## PROBLEM TO SOLVE
Among the entries below, find the lines with the word "MapPayload" and copy them.

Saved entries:
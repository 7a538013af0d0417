//! Bubble projection — visualization-ready records and the map payload.

use serde::Serialize;
use tracing::debug;

use crate::error::PipelineError;
use crate::pipeline::types::{AggregatedRecord, BubblePoint, FILL_KEY};

/// Below this count the display radius is doubled so low-frequency
/// origins stay visible on the map.
const RADIUS_DOUBLING_THRESHOLD: u64 = 10;

/// Project one aggregate into a bubble, or skip it when geo is absent.
///
/// An unresolvable IP produces no bubble — the record is dropped here,
/// never dereferenced blind.
pub fn project_bubble(record: AggregatedRecord) -> Option<BubblePoint> {
    let Some(geo) = record.geo else {
        debug!(ip = %record.ip, count = record.count, "Skipping aggregate without geo data");
        return None;
    };

    let radius = if record.count < RADIUS_DOUBLING_THRESHOLD {
        record.count * 2
    } else {
        record.count
    };

    let (latitude, longitude) = (geo.latitude(), geo.longitude());
    let country = if geo.country == "US" {
        "USA".to_string()
    } else {
        geo.country
    };

    Some(BubblePoint {
        name: record.ip,
        fill_key: FILL_KEY.to_string(),
        frequency: record.count,
        city: geo.city,
        zip: geo.zip,
        region: geo.region,
        radius,
        country,
        latitude,
        longitude,
    })
}

/// Project a batch of aggregates, dropping geo-less entries.
pub fn project_bubbles(records: Vec<AggregatedRecord>) -> Vec<BubblePoint> {
    records.into_iter().filter_map(project_bubble).collect()
}

/// Payload handed to the rendering layer: the serialized bubble array
/// under the `ips` key.
#[derive(Debug, Clone, Serialize)]
pub struct MapPayload {
    pub ips: String,
}

impl MapPayload {
    pub fn new(points: &[BubblePoint]) -> Result<Self, PipelineError> {
        Ok(Self {
            ips: serde_json::to_string(points)?,
        })
    }
}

## WRITTEN REPLY
pub struct MapPayload {
impl MapPayload {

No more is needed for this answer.